Rule 56(g) provides that "[s]hould it appear to the satisfaction of the court at any time that any of the affidavits presented pursuant to this rule are presented in bad faith or solely for the purpose of delay, the court shall forthwith order the party employing them to pay to the other party the amount of reasonable expenses which the filing of the affidavits caused the other party to incur, including reasonable attorney's fees." Fed.R.Civ.P. 56(g). Green contends Thomas acted in bad faith by using in support of her Motion for Summary Judgment affidavits from the witnesses disclosed on September 28, 1995, because the witnesses were never revealed in any prior pleadings and the untimely disclosure of the witnesses was designed to "surprise the opposition" and delay the resolution of the case. Preliminarily, the Court notes that, as a general rule, witnesses are not revealed in pleadings. Moreover, while Rule 56 contains no requirement that affiants be disclosed prior to filing a summary judgment motion, Thomas nonetheless provided Green with the names of the witnesses more than a week before Thomas filed her Motion for Summary Judgment. Because the Court has already concluded that Thomas's supplemental disclosure was timely and proper, the timing of the disclosure does not justify an assessment of sanctions under Rule 56(g) any more than it does under Rule 26(g) (3).

Other than more bare allegations, Green has presented no evidence that the affidavits were otherwise filed in bad faith or solely for the purpose of delay,[8] and the Court's own *304 review of the record in this case satisfies the Court that the affidavits were filed in good faith and without intent to delay resolution of the case. Moreover, because the Court granted Thomas's Motion for Summary Judgment without considering the challenged affidavits, Green suffered no prejudice from Thomas's belated disclosure of the witnesses and the filing of their affidavits. Accordingly, Green's Motion for Sanctions pursuant to Rule 56(g) is hereby DENIED.

While Green's Motions for Sanctions pursuant to Rule 26 and 56 are completely without merit, the Court is particularly disturbed by Green's Rule 11 Motion for Sanctions. Based upon the Court's review of the record in this case, the accusations hurled by Bernadette Johnlewis, Green's attorney, are more descriptive of her own improper conduct than that of Thomas's attorney, and the Court is frankly dumbfounded that Johnlewis has the audacity to suggest that sanctions may be warranted against Thomas or her attorney.
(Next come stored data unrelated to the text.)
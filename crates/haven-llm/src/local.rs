use std::collections::BTreeMap;
use std::sync::Arc;
use std::time::Duration;

use async_trait::async_trait;
use serde::Deserialize;
use tokio::sync::mpsc;
use tracing::{debug, warn};

use haven_core::config::ProviderConfig;

use crate::provider::{
    classify_api_error, ChatMessage, ChatOutcome, ChatParams, ModelCapabilities, ModelDescriptor,
    ModelStatus, ProviderAdapter, ProviderError, ProviderHealth, Usage, CHAT_TIMEOUT_SECS,
    STREAM_TIMEOUT_SECS,
};
use crate::stream::StreamEvent;
use crate::tokenizer::Tokenizer;

const DEFAULT_CONTEXT_WINDOW: u32 = 4096;

/// Adapter for a local Ollama-style model host.
///
/// The host does not attest token counts up front, so pre-flight counting
/// goes through the shared BPE tokenizer; the final chunk's eval counts are
/// still forwarded as provider-attested usage.
pub struct LocalProvider {
    client: reqwest::Client,
    base_url: String,
    allowed: Vec<String>,
    context_windows: BTreeMap<String, u32>,
    tokenizer: Arc<Tokenizer>,
}

impl LocalProvider {
    pub fn new(config: &ProviderConfig, tokenizer: Arc<Tokenizer>) -> Self {
        Self {
            client: reqwest::Client::new(),
            base_url: config
                .base_url
                .clone()
                .unwrap_or_else(|| "http://localhost:11434".to_string()),
            allowed: config.models.clone(),
            context_windows: config.context_windows.clone(),
            tokenizer,
        }
    }

    fn model_allowed(&self, name: &str) -> bool {
        self.allowed.is_empty() || self.allowed.iter().any(|m| m == name)
    }
}

#[async_trait]
impl ProviderAdapter for LocalProvider {
    fn id(&self) -> &str {
        "local"
    }

    async fn list_models(&self) -> Result<Vec<ModelDescriptor>, ProviderError> {
        let url = format!("{}/api/tags", self.base_url);
        let resp = self
            .client
            .get(&url)
            .timeout(Duration::from_secs(10))
            .send()
            .await?;

        let status = resp.status().as_u16();
        if !resp.status().is_success() {
            let text = resp.text().await.unwrap_or_default();
            return Err(classify_api_error(status, &text, None));
        }

        let tags: TagsResponse = resp
            .json()
            .await
            .map_err(|e| ProviderError::Parse(e.to_string()))?;

        Ok(tags
            .models
            .into_iter()
            .filter(|m| self.model_allowed(&m.name))
            .map(|m| ModelDescriptor {
                context_window: self.context_limit(&m.name),
                name: m.name,
                provider: "local".to_string(),
                capabilities: ModelCapabilities {
                    streaming: true,
                    tools: false,
                    reasoning: false,
                },
                status: ModelStatus::Available,
            })
            .collect())
    }

    fn count_tokens(&self, model: &str, text: &str) -> u32 {
        self.tokenizer.count(model, text)
    }

    fn context_limit(&self, model: &str) -> u32 {
        self.context_windows
            .get(model)
            .copied()
            .unwrap_or(DEFAULT_CONTEXT_WINDOW)
    }

    async fn chat_once(
        &self,
        model: &str,
        messages: &[ChatMessage],
        params: &ChatParams,
    ) -> Result<ChatOutcome, ProviderError> {
        let body = build_request_body(model, messages, params, false);
        let url = format!("{}/api/chat", self.base_url);

        debug!(model, "sending request to local host");

        let resp = self
            .client
            .post(&url)
            .header("content-type", "application/json")
            .timeout(Duration::from_secs(CHAT_TIMEOUT_SECS))
            .json(&body)
            .send()
            .await?;

        let status = resp.status().as_u16();
        if !resp.status().is_success() {
            let text = resp.text().await.unwrap_or_default();
            warn!(status, body = %text, "local host API error");
            return Err(classify_api_error(status, &text, None));
        }

        let api_resp: ApiResponse = resp
            .json()
            .await
            .map_err(|e| ProviderError::Parse(e.to_string()))?;

        let usage = Usage::new(
            api_resp.prompt_eval_count.unwrap_or(0),
            api_resp.eval_count.unwrap_or(0),
        );
        Ok(ChatOutcome {
            content: api_resp.message.content,
            reasoning: None,
            model: api_resp.model,
            usage,
            finish_reason: api_resp
                .done_reason
                .unwrap_or_else(|| "stop".to_string()),
        })
    }

    async fn chat_stream(
        &self,
        model: &str,
        messages: &[ChatMessage],
        params: &ChatParams,
        tx: mpsc::Sender<StreamEvent>,
    ) -> Result<(), ProviderError> {
        let body = build_request_body(model, messages, params, true);
        let url = format!("{}/api/chat", self.base_url);

        debug!(model, "sending streaming request to local host");

        let resp = self
            .client
            .post(&url)
            .header("content-type", "application/json")
            .timeout(Duration::from_secs(STREAM_TIMEOUT_SECS))
            .json(&body)
            .send()
            .await?;

        let status = resp.status().as_u16();
        if !resp.status().is_success() {
            let text = resp.text().await.unwrap_or_default();
            warn!(status, body = %text, "local host streaming API error");
            return Err(classify_api_error(status, &text, None));
        }

        process_stream(resp, tx).await;
        Ok(())
    }

    async fn health(&self) -> ProviderHealth {
        let url = format!("{}/api/tags", self.base_url);
        match self
            .client
            .get(&url)
            .timeout(Duration::from_secs(5))
            .send()
            .await
        {
            Ok(resp) if resp.status().is_success() => ProviderHealth {
                ok: true,
                detail: "reachable".to_string(),
            },
            Ok(resp) => ProviderHealth {
                ok: false,
                detail: format!("status {}", resp.status().as_u16()),
            },
            Err(e) => ProviderHealth {
                ok: false,
                detail: e.to_string(),
            },
        }
    }
}

fn build_request_body(
    model: &str,
    messages: &[ChatMessage],
    params: &ChatParams,
    stream: bool,
) -> serde_json::Value {
    let messages: Vec<serde_json::Value> = messages
        .iter()
        .map(|m| {
            serde_json::json!({
                "role": m.role,
                "content": m.content,
            })
        })
        .collect();

    let mut options = serde_json::json!({
        "num_predict": params.max_tokens,
    });
    if let Some(t) = params.temperature {
        options["temperature"] = serde_json::json!(t);
    }
    if !params.stop.is_empty() {
        options["stop"] = serde_json::json!(params.stop);
    }

    serde_json::json!({
        "model": model,
        "messages": messages,
        "stream": stream,
        "options": options,
    })
}

/// Parse the host's newline-delimited JSON streaming format. Each line is a
/// JSON object; the final line has `done: true` and carries eval counts.
async fn process_stream(resp: reqwest::Response, tx: mpsc::Sender<StreamEvent>) {
    use futures_util::StreamExt;

    let mut tokens_in: u32 = 0;
    let mut tokens_out: u32 = 0;
    let mut finish_reason = String::new();
    let mut line_buf = String::new();

    let mut byte_stream = resp.bytes_stream();

    while let Some(chunk) = byte_stream.next().await {
        let chunk = match chunk {
            Ok(c) => c,
            Err(e) => {
                let err: ProviderError = e.into();
                let _ = tx
                    .send(StreamEvent::Error {
                        code: err.code(),
                        message: err.to_string(),
                        retryable: err.retryable(),
                    })
                    .await;
                return;
            }
        };

        let text = match std::str::from_utf8(&chunk) {
            Ok(t) => t,
            Err(_) => continue,
        };

        line_buf.push_str(text);
        let lines: Vec<&str> = line_buf.split('\n').collect();
        let (complete, remainder) = lines.split_at(lines.len() - 1);
        let remainder = remainder.first().unwrap_or(&"").to_string();

        for line in complete {
            let line = line.trim();
            if line.is_empty() {
                continue;
            }

            match serde_json::from_str::<StreamChunk>(line) {
                Ok(chunk_data) => {
                    if chunk_data.done {
                        tokens_in = chunk_data.prompt_eval_count.unwrap_or(0);
                        tokens_out = chunk_data.eval_count.unwrap_or(0);
                        finish_reason =
                            chunk_data.done_reason.unwrap_or_else(|| "stop".to_string());
                    } else {
                        let text = chunk_data.message.content;
                        if !text.is_empty()
                            && tx.send(StreamEvent::TokenDelta { text }).await.is_err()
                        {
                            return; // receiver dropped
                        }
                    }
                }
                Err(e) => {
                    warn!(line, err = %e, "failed to parse local stream chunk");
                }
            }
        }

        line_buf = remainder;
    }

    if tokens_in > 0 || tokens_out > 0 {
        let _ = tx
            .send(StreamEvent::Usage {
                input: tokens_in,
                output: tokens_out,
                total: tokens_in + tokens_out,
            })
            .await;
    }
    let _ = tx
        .send(StreamEvent::Done {
            finish_reason: if finish_reason.is_empty() {
                "stop".to_string()
            } else {
                finish_reason
            },
        })
        .await;
}

// Local host API response types (private — deserialization only)

#[derive(Deserialize)]
struct TagsResponse {
    models: Vec<TagModel>,
}

#[derive(Deserialize)]
struct TagModel {
    name: String,
}

#[derive(Deserialize)]
struct ApiResponse {
    model: String,
    message: HostMessage,
    done_reason: Option<String>,
    prompt_eval_count: Option<u32>,
    eval_count: Option<u32>,
}

#[derive(Deserialize)]
struct HostMessage {
    content: String,
}

#[derive(Deserialize)]
struct StreamChunk {
    message: HostMessage,
    done: bool,
    done_reason: Option<String>,
    prompt_eval_count: Option<u32>,
    eval_count: Option<u32>,
}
It is apparent to the Court that Johnlewis is the one who failed to make reasonable inquiry into the law and facts of this case. In her original Motion for Judgment on the Pleadings, Ms. Johnlewis contended Green was entitled to the GUL proceeds because spousal consent was required if any other party was named as beneficiary. However, Johnlewis was forced to amend her Motion, because ERISA's spousal consent provisions apply only to pension plans, not welfare benefit plans. See 29 U.S.C. § 1055. In addition, Johnlewis at one point contended the Decedent had changed the beneficiaries of all his insurance policies (see Amended Motion for Judgment on the Pleadings at p. 4-5), an assertion she ultimately acknowledged to be untrue. In addition, Johnlewis stated the summary description of the GUL plan required that a change of beneficiary be in writing and delivered to MidCon (see Amended Motion for Judgment on the Pleadings at p. 7), which again proved to be completely inaccurate. Compared to the apparent absence of any factual or legal investigation by Johnlewis, the fact that Thomas's attorney did not initially recognize that ERISA governed this dispute and preempted all state law claims is, at most, a minor transgression.

The Court finds absurd the argument that sanctions are appropriate because Thomas filed a motion for summary judgment when substantial compliance is a question of fact precluding the granting of summary judgment.[9] First, as previously noted, Green's Motion, while denominated as a Motion for Judgment on the Pleadings, is in fact a Motion for Summary Judgment, because Green has submitted numerous materials outside the pleadings. The sole basis for Green's claim of entitlement to the GUL proceeds is the doctrine of substantial compliance. Thus, Johnlewis contends it is improper and a sanctionable offense for Thomas to file a motion for summary judgment, but that it is entirely proper for Green to file a motion seeking relief on the very grounds Johnlewis contends renders Thomas's motion improper. This was a proper case for resolution by motion for summary judgment, and Thomas's attorney quite correctly sought the relief to which his client was entitled as a matter of law.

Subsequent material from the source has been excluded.